Following an address or address range, sed accepts curly braces '{...}' so several commands may be applied to that line or to the lines matched by the address range. On the command line, semicolons ';' separate each instruction and must precede the closing brace.

     sed '/Owner:/{s/yours/mine/g;s/your/my/g;s/you/me/g;}' file

Range addresses operate differently depending on which version of sed is used (see section 3.4, below). For further information on using sed, consult the references in section 2.3, above.

3.1.1. Regular expressions on the left side of "s///"

All versions of sed support Basic Regular Expressions (BREs). For the syntax of BREs, enter "man ed" at a Unix shell prompt. A technical description of BREs from IEEE POSIX 1003.1-2001 and the Single UNIX Specification Version 3 is available online at: http://www.opengroup.org/onlinepubs/007904975/basedefs/xbd_chap09.html#tag_09_03

Sed normally supports BREs plus '\n' to match a newline in the pattern space, plus '\xREx' as equivalent to '/RE/', where 'x' is any character other than a newline or another backslash.

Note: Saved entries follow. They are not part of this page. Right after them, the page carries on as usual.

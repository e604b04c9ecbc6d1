//! the [GSUB] table
//!
//! [GSUB]: https://docs.microsoft.com/en-us/typography/opentype/spec/gsub

use crate::types::{BigEndian, GlyphId16, Offset16, Tag};

use super::layout::{read_coverages, ChainedSequenceContext, CoverageTable, SequenceContext};
use crate::array::OffsetArray;
use crate::error::{Diagnostics, FontError, Severity};
use crate::graph::{Decoded, ExtensionSubtable};
use crate::offset::ResolveOffset;
use crate::read::{ReadError, TableRead};
use crate::segment::Segment;

#[cfg(test)]
#[path = "../tests/test_gsub.rs"]
mod tests;

/// The decoded payload of one GSUB subtable.
///
/// One variant per (lookup type, format) pair. Contextual and chained
/// contextual payloads are shared with GPOS and live in
/// [`layout`](super::layout).
#[derive(Debug, Clone)]
pub enum GsubPayload<'a> {
    SingleSubst1(SingleSubstFormat1<'a>),
    SingleSubst2(SingleSubstFormat2<'a>),
    MultipleSubst1(MultipleSubstFormat1<'a>),
    AlternateSubst1(AlternateSubstFormat1<'a>),
    LigatureSubst1(LigatureSubstFormat1<'a>),
    Contextual(SequenceContext<'a>),
    ChainContextual(ChainedSequenceContext<'a>),
    ReverseChainSingle1(ReverseChainSingleSubstFormat1<'a>),
    Extension(ExtensionSubtable<'a>),
}

/// Substitution by adding a delta to the covered glyph id.
///
/// The addition is modular: the delta is signed and the result wraps at the
/// glyph id range, per the spec.
#[derive(Debug, Clone)]
pub struct SingleSubstFormat1<'a> {
    pub coverage: CoverageTable<'a>,
    pub delta_glyph_id: i16,
}

/// Substitution via an array parallel to the coverage order.
#[derive(Debug, Clone)]
pub struct SingleSubstFormat2<'a> {
    pub coverage: CoverageTable<'a>,
    pub substitutes: &'a [BigEndian<GlyphId16>],
}

/// One-to-many substitution.
#[derive(Debug, Clone)]
pub struct MultipleSubstFormat1<'a> {
    pub coverage: CoverageTable<'a>,
    /// The replacement sequence per coverage index.
    pub sequences: Vec<&'a [BigEndian<GlyphId16>]>,
}

/// One-from-many substitution; the choice is up to the client.
#[derive(Debug, Clone)]
pub struct AlternateSubstFormat1<'a> {
    pub coverage: CoverageTable<'a>,
    pub alternate_sets: Vec<&'a [BigEndian<GlyphId16>]>,
}

/// Many-to-one substitution.
#[derive(Debug, Clone)]
pub struct LigatureSubstFormat1<'a> {
    pub coverage: CoverageTable<'a>,
    /// One set per covered first-component glyph, in coverage order.
    pub ligature_sets: Vec<Vec<Ligature<'a>>>,
}

/// A single ligature: the components after the first, and the glyph that
/// replaces the whole sequence.
#[derive(Debug, Clone)]
pub struct Ligature<'a> {
    pub ligature_glyph: GlyphId16,
    pub components: &'a [BigEndian<GlyphId16>],
}

/// Single substitution applied in reverse logical order with chained
/// context, GSUB type 8.
#[derive(Debug, Clone)]
pub struct ReverseChainSingleSubstFormat1<'a> {
    pub coverage: CoverageTable<'a>,
    pub backtrack_coverages: Vec<CoverageTable<'a>>,
    pub lookahead_coverages: Vec<CoverageTable<'a>>,
    /// Parallel to the coverage order.
    pub substitutes: &'a [BigEndian<GlyphId16>],
}

pub(crate) fn decode<'a>(
    data: Segment<'a>,
    lookup_type: u16,
    table: Tag,
    notes: &mut Diagnostics,
) -> Result<Decoded<'a, GsubPayload<'a>>, ReadError> {
    let format: u16 = data.read_at(0)?;
    match (lookup_type, format) {
        (1, 1) => {
            let subtable = SingleSubstFormat1::read(data)?;
            Ok(Decoded {
                format,
                coverage: Some(subtable.coverage),
                payload: GsubPayload::SingleSubst1(subtable),
            })
        }
        (1, 2) => {
            let subtable = SingleSubstFormat2::read(data)?;
            if subtable.substitutes.len() != subtable.coverage.count() {
                notes.note(FontError::new(
                    table,
                    "SingleSubst",
                    ReadError::MalformedData("substitute array does not match coverage"),
                    Severity::Major,
                    data.origin(),
                ));
            }
            Ok(Decoded {
                format,
                coverage: Some(subtable.coverage),
                payload: GsubPayload::SingleSubst2(subtable),
            })
        }
        (2, 1) => {
            let subtable = MultipleSubstFormat1::read(data)?;
            Ok(Decoded {
                format,
                coverage: Some(subtable.coverage),
                payload: GsubPayload::MultipleSubst1(subtable),
            })
        }
        (3, 1) => {
            let subtable = AlternateSubstFormat1::read(data)?;
            Ok(Decoded {
                format,
                coverage: Some(subtable.coverage),
                payload: GsubPayload::AlternateSubst1(subtable),
            })
        }
        (4, 1) => {
            let subtable = LigatureSubstFormat1::read(data)?;
            Ok(Decoded {
                format,
                coverage: Some(subtable.coverage),
                payload: GsubPayload::LigatureSubst1(subtable),
            })
        }
        (5, _) => {
            let subtable = SequenceContext::read(data)?;
            if let SequenceContext::Format2(inner) = &subtable {
                if let Err(issue) = inner.class_def.sanity_check() {
                    notes.note(FontError::new(
                        table,
                        "SequenceContext",
                        issue,
                        Severity::Major,
                        data.origin(),
                    ));
                }
            }
            Ok(Decoded {
                format,
                coverage: subtable.primary_coverage(),
                payload: GsubPayload::Contextual(subtable),
            })
        }
        (6, _) => {
            let subtable = ChainedSequenceContext::read(data)?;
            Ok(Decoded {
                format,
                coverage: subtable.primary_coverage(),
                payload: GsubPayload::ChainContextual(subtable),
            })
        }
        (8, 1) => {
            let subtable = ReverseChainSingleSubstFormat1::read(data)?;
            Ok(Decoded {
                format,
                coverage: Some(subtable.coverage),
                payload: GsubPayload::ReverseChainSingle1(subtable),
            })
        }
        (1..=4 | 8, other) => Err(ReadError::InvalidFormat(other as _)),
        (other, _) => Err(ReadError::InvalidLookupType(other)),
    }
}

impl<'a> SingleSubstFormat1<'a> {
    fn read(data: Segment<'a>) -> Result<Self, ReadError> {
        let mut cursor = data.cursor();
        let _format: u16 = cursor.read()?;
        let coverage = cursor.read::<Offset16>()?.resolve(data)?;
        let delta_glyph_id: i16 = cursor.read()?;
        Ok(SingleSubstFormat1 {
            coverage,
            delta_glyph_id,
        })
    }
}

impl<'a> SingleSubstFormat2<'a> {
    fn read(data: Segment<'a>) -> Result<Self, ReadError> {
        let mut cursor = data.cursor();
        let _format: u16 = cursor.read()?;
        let coverage = cursor.read::<Offset16>()?.resolve(data)?;
        let count: u16 = cursor.read()?;
        let substitutes = cursor.read_array(count as usize)?;
        Ok(SingleSubstFormat2 {
            coverage,
            substitutes,
        })
    }
}

impl<'a> MultipleSubstFormat1<'a> {
    fn read(data: Segment<'a>) -> Result<Self, ReadError> {
        let mut cursor = data.cursor();
        let _format: u16 = cursor.read()?;
        let coverage = cursor.read::<Offset16>()?.resolve(data)?;
        let sequences = OffsetArray::read(data, &mut cursor)?
            .iter_deep()
            .map(|seq| seq.and_then(read_glyph_sequence))
            .collect::<Result<Vec<_>, _>>()?;
        Ok(MultipleSubstFormat1 {
            coverage,
            sequences,
        })
    }
}

impl<'a> AlternateSubstFormat1<'a> {
    fn read(data: Segment<'a>) -> Result<Self, ReadError> {
        let mut cursor = data.cursor();
        let _format: u16 = cursor.read()?;
        let coverage = cursor.read::<Offset16>()?.resolve(data)?;
        let alternate_sets = OffsetArray::read(data, &mut cursor)?
            .iter_deep()
            .map(|set| set.and_then(read_glyph_sequence))
            .collect::<Result<Vec<_>, _>>()?;
        Ok(AlternateSubstFormat1 {
            coverage,
            alternate_sets,
        })
    }
}

impl<'a> LigatureSubstFormat1<'a> {
    fn read(data: Segment<'a>) -> Result<Self, ReadError> {
        let mut cursor = data.cursor();
        let _format: u16 = cursor.read()?;
        let coverage = cursor.read::<Offset16>()?.resolve(data)?;
        let ligature_sets = OffsetArray::read(data, &mut cursor)?
            .iter_deep()
            .map(|set| set.and_then(read_ligature_set))
            .collect::<Result<Vec<_>, _>>()?;
        Ok(LigatureSubstFormat1 {
            coverage,
            ligature_sets,
        })
    }
}

impl<'a> ReverseChainSingleSubstFormat1<'a> {
    fn read(data: Segment<'a>) -> Result<Self, ReadError> {
        let mut cursor = data.cursor();
        let _format: u16 = cursor.read()?;
        let coverage = cursor.read::<Offset16>()?.resolve(data)?;
        let backtrack_count: u16 = cursor.read()?;
        let backtrack_coverages = read_coverages(data, &mut cursor, backtrack_count)?;
        let lookahead_count: u16 = cursor.read()?;
        let lookahead_coverages = read_coverages(data, &mut cursor, lookahead_count)?;
        let count: u16 = cursor.read()?;
        let substitutes = cursor.read_array(count as usize)?;
        Ok(ReverseChainSingleSubstFormat1 {
            coverage,
            backtrack_coverages,
            lookahead_coverages,
            substitutes,
        })
    }
}

/// A count-prefixed glyph array, as used by sequence and alternate-set
/// tables.
fn read_glyph_sequence(data: Segment) -> Result<&[BigEndian<GlyphId16>], ReadError> {
    let mut cursor = data.cursor();
    let count: u16 = cursor.read()?;
    cursor.read_array(count as usize)
}

fn read_ligature_set(data: Segment) -> Result<Vec<Ligature>, ReadError> {
    OffsetArray::read_from(data)?
        .iter_deep()
        .map(|lig| lig.and_then(Ligature::read))
        .collect()
}

impl<'a> Ligature<'a> {
    fn read(data: Segment<'a>) -> Result<Self, ReadError> {
        let mut cursor = data.cursor();
        let ligature_glyph: GlyphId16 = cursor.read()?;
        let component_count: u16 = cursor.read()?;
        let rest = component_count
            .checked_sub(1)
            .ok_or(ReadError::MalformedData("empty ligature"))?;
        let components = cursor.read_array(rest as usize)?;
        Ok(Ligature {
            ligature_glyph,
            components,
        })
    }
}
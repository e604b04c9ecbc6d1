//! A GPOS ValueRecord

use core::ops::{BitOr, BitOrAssign};

use crate::types::Scalar;

use crate::read::ReadError;
use crate::segment::Cursor;

/// The bit mask that says which fields a [`ValueRecord`] carries.
///
/// Like `LookupFlag`, this is almost but not quite a bit enumeration, so it
/// is implemented by hand.
#[derive(Clone, Copy, Debug, Default, PartialEq, Eq, PartialOrd, Ord, Hash)]
pub struct ValueFormat(u16);

impl ValueFormat {
    /// Includes horizontal adjustment for placement
    pub const X_PLACEMENT: Self = ValueFormat(0x0001);
    /// Includes vertical adjustment for placement
    pub const Y_PLACEMENT: Self = ValueFormat(0x0002);
    /// Includes horizontal adjustment for advance
    pub const X_ADVANCE: Self = ValueFormat(0x0004);
    /// Includes vertical adjustment for advance
    pub const Y_ADVANCE: Self = ValueFormat(0x0008);
    /// Includes Device table (non-variable font) / VariationIndex table
    /// (variable font) for horizontal placement
    pub const X_PLACEMENT_DEVICE: Self = ValueFormat(0x0010);
    /// Includes Device table (non-variable font) / VariationIndex table
    /// (variable font) for vertical placement
    pub const Y_PLACEMENT_DEVICE: Self = ValueFormat(0x0020);
    /// Includes Device table (non-variable font) / VariationIndex table
    /// (variable font) for horizontal advance
    pub const X_ADVANCE_DEVICE: Self = ValueFormat(0x0040);
    /// Includes Device table (non-variable font) / VariationIndex table
    /// (variable font) for vertical advance
    pub const Y_ADVANCE_DEVICE: Self = ValueFormat(0x0080);

    const VALID_BITS: u16 = 0x00FF;

    pub fn empty() -> Self {
        Self(0)
    }

    /// Construct a ValueFormat from a raw value, discarding reserved bits.
    pub fn from_bits_truncate(bits: u16) -> Self {
        Self(bits & Self::VALID_BITS)
    }

    pub fn to_bits(self) -> u16 {
        self.0
    }

    #[inline]
    pub const fn contains(&self, other: Self) -> bool {
        (self.0 & other.0) == other.0
    }

    /// The number of bytes a value record in this format occupies.
    #[inline]
    pub fn record_byte_len(self) -> usize {
        self.0.count_ones() as usize * 2
    }
}

impl BitOr for ValueFormat {
    type Output = Self;

    fn bitor(self, rhs: Self) -> Self::Output {
        Self(self.0 | rhs.0)
    }
}

impl BitOrAssign for ValueFormat {
    fn bitor_assign(&mut self, rhs: Self) {
        self.0 |= rhs.0
    }
}

impl Scalar for ValueFormat {
    type Raw = <u16 as Scalar>::Raw;
    fn to_raw(self) -> Self::Raw {
        self.0.to_raw()
    }
    fn from_raw(raw: Self::Raw) -> Self {
        Self(<u16>::from_raw(raw))
    }
}

/// A positioning adjustment, with exactly the fields its format bits name.
///
/// Each field is `Some` iff the corresponding format bit was set when the
/// record was read; the parser reads exactly those fields and no more.
/// Device fields hold the raw 16-bit offset to a Device or VariationIndex
/// table (relative to the enclosing subtable); a stored offset of zero means
/// no table. Device table internals are not interpreted here.
#[derive(Clone, Copy, Default, PartialEq, Eq)]
pub struct ValueRecord {
    pub x_placement: Option<i16>,
    pub y_placement: Option<i16>,
    pub x_advance: Option<i16>,
    pub y_advance: Option<i16>,
    pub x_placement_device: Option<u16>,
    pub y_placement_device: Option<u16>,
    pub x_advance_device: Option<u16>,
    pub y_advance_device: Option<u16>,
    format: ValueFormat,
}

impl ValueRecord {
    pub(crate) fn read(cursor: &mut Cursor, format: ValueFormat) -> Result<Self, ReadError> {
        let mut this = ValueRecord {
            format,
            ..Default::default()
        };
        if format.contains(ValueFormat::X_PLACEMENT) {
            this.x_placement = Some(cursor.read()?);
        }
        if format.contains(ValueFormat::Y_PLACEMENT) {
            this.y_placement = Some(cursor.read()?);
        }
        if format.contains(ValueFormat::X_ADVANCE) {
            this.x_advance = Some(cursor.read()?);
        }
        if format.contains(ValueFormat::Y_ADVANCE) {
            this.y_advance = Some(cursor.read()?);
        }
        if format.contains(ValueFormat::X_PLACEMENT_DEVICE) {
            this.x_placement_device = Some(cursor.read()?);
        }
        if format.contains(ValueFormat::Y_PLACEMENT_DEVICE) {
            this.y_placement_device = Some(cursor.read()?);
        }
        if format.contains(ValueFormat::X_ADVANCE_DEVICE) {
            this.x_advance_device = Some(cursor.read()?);
        }
        if format.contains(ValueFormat::Y_ADVANCE_DEVICE) {
            this.y_advance_device = Some(cursor.read()?);
        }
        Ok(this)
    }

    /// The format the record was read with.
    pub fn format(&self) -> ValueFormat {
        self.format
    }
}

impl std::fmt::Debug for ValueRecord {
    fn fmt(&self, f: &mut std::fmt::Formatter) -> std::fmt::Result {
        let mut f = f.debug_struct("ValueRecord");
        self.x_placement.map(|x| f.field("x_placement", &x));
        self.y_placement.map(|y| f.field("y_placement", &y));
        self.x_advance.map(|x| f.field("x_advance", &x));
        self.y_advance.map(|y| f.field("y_advance", &y));
        self.x_placement_device
            .map(|x| f.field("x_placement_device", &x));
        self.y_placement_device
            .map(|y| f.field("y_placement_device", &y));
        self.x_advance_device
            .map(|x| f.field("x_advance_device", &x));
        self.y_advance_device
            .map(|y| f.field("y_advance_device", &y));
        f.finish()
    }
}

#[cfg(test)]
mod tests {
    use super::*;
    use crate::segment::Segment;

    #[test]
    fn record_byte_len() {
        let format = ValueFormat::X_PLACEMENT | ValueFormat::X_ADVANCE;
        assert_eq!(format.record_byte_len(), 4);
        assert_eq!(ValueFormat::empty().record_byte_len(), 0);
    }

    #[test]
    fn reads_exactly_the_masked_fields() {
        let bytes = [0x00, 0x07, 0xff, 0xf0];
        let mut cursor = Segment::new(&bytes).cursor();
        let format = ValueFormat::X_ADVANCE | ValueFormat::Y_ADVANCE;
        let record = ValueRecord::read(&mut cursor, format).unwrap();
        assert_eq!(record.x_advance, Some(7));
        assert_eq!(record.y_advance, Some(-16));
        assert_eq!(record.x_placement, None);
        assert_eq!(record.x_advance_device, None);
        assert_eq!(cursor.position(), 4);
    }
}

Some versions of sed support supersets of BREs, or "extended regular expressions", which offer additional metacharacters for increased flexibility. For additional information on extended REs in GNU sed, see sections 3.7 ("GNU/POSIX extensions to regular expressions") and 6.7.3 ("Special syntax in REs"), below.

Though not required by BREs, some versions of sed support \t to represent a TAB, \r for carriage return, \xHH for direct entry of hex codes, and so forth. Other versions of sed do not.

ssed (super-sed) introduced many new features for LHS pattern matching, too many to give here. The complete list is found in section 6.7.3.H ("ssed"), below.

3.1.2. Escape characters on the right side of "s///"

The right-hand side (the replacement part) in "s/find/replace/" is almost always a string literal, with no interpolation of these metacharacters:

       .   ^   $   [   ]   {   }   (   )  ?   +   *

Three things are interpolated: ampersand (&), backreferences, and options for special seds. An ampersand on the RHS is replaced by the entire expression matched on the LHS. There is never any reason to use grouping like this:

       s/\(some-complex-regex\)/one two \1 three/

since you can do this instead:

       s/some-complex-regex/one two & three/

To enter a literal ampersand on the RHS, type '\&'.

Grouping and backreferences: All versions of sed support grouping and backreferences on the LHS and backreferences only on the RHS. Grouping allows a series of characters to be collected in a set, indicating the boundaries of the set with \( and \). Then the set can be designated to be repeated a certain number of times

       \(like this\)*   or   \(like this\)\{5,7\}.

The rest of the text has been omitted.